▶ **YOUR TASK**
Repeat the entries exactly, keeping every line as it is.

▶ **RECORDED INFORMATION**
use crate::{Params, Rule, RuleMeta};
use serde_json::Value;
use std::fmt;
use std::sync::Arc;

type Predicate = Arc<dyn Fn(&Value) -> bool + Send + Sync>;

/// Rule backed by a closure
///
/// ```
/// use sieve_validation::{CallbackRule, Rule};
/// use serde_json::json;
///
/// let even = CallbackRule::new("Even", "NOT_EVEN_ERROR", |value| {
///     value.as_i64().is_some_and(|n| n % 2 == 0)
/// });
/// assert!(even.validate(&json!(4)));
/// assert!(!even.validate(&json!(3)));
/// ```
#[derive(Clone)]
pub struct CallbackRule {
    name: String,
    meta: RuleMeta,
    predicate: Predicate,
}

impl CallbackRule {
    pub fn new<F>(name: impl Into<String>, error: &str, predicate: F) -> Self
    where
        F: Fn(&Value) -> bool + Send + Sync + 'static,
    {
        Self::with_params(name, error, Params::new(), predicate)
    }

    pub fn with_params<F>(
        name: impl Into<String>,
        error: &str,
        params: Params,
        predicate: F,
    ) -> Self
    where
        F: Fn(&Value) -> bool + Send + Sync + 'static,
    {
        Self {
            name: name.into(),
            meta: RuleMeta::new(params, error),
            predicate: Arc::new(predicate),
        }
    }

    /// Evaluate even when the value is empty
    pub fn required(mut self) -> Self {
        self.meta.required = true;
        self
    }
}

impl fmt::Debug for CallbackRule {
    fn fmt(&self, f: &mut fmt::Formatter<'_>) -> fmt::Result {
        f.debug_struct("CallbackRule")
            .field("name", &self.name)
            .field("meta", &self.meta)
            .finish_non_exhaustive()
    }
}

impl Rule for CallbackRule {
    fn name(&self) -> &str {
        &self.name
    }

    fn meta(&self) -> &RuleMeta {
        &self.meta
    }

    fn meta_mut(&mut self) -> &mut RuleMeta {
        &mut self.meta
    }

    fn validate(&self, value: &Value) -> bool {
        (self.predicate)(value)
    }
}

▶ **ANSWER SPACE**
use crate::{Params, Rule, RuleMeta};
use serde_json::Value;
use std::fmt;
use std::sync::Arc;

type Predicate = Arc<dyn Fn(&Value) -> bool + Send + Sync>;

/// Rule backed by a closure
///
/// ```
/// use sieve_validation::{CallbackRule, Rule};
/// use serde_json::json;
///
/// let even = CallbackRule::new("Even", "NOT_EVEN_ERROR", |value| {
///     value.as_i64().is_some_and(|n| n % 2 == 0)
/// });
/// assert!(even.validate(&json!(4)));
/// assert!(!even.validate(&json!(3)));
/// ```
#[derive(Clone)]
pub struct CallbackRule {
    name: String,
    meta: RuleMeta,
    predicate: Predicate,
}

impl CallbackRule {
    pub fn new<F>(name: impl Into<String>, error: &str, predicate: F) -> Self
    where
        F: Fn(&Value) -> bool + Send + Sync + 'static,
    {
        Self::with_params(name, error, Params::new(), predicate)
    }

    pub fn with_params<F>(
        name: impl Into<String>,
        error: &str,
        params: Params,
        predicate: F,
    ) -> Self
    where
        F: Fn(&Value) -> bool + Send + Sync + 'static,
    {
        Self {
            name: name.into(),
            meta: RuleMeta::new(params, error),
            predicate: Arc::new(predicate),
        }
    }

    /// Evaluate even when the value is empty
    pub fn required(mut self) -> Self {
        self.meta.required = true;
        self
    }
}

impl fmt::Debug for CallbackRule {
    fn fmt(&self, f: &mut fmt::Formatter<'_>) -> fmt::Result {
        f.debug_struct("CallbackRule")
            .field("name", &self.name)
            .field("meta", &self.meta)
            .finish_non_exhaustive()
    }
}

impl Rule for CallbackRule {
    fn name(&self) -> &str {
        &self.name
    }

    fn meta(&self) -> &RuleMeta {
        &self.meta
    }

    fn meta_mut(&mut self) -> &mut RuleMeta {
        &mut self.meta
    }

    fn validate(&self, value: &Value) -> bool {
        (self.predicate)(value)
    }
}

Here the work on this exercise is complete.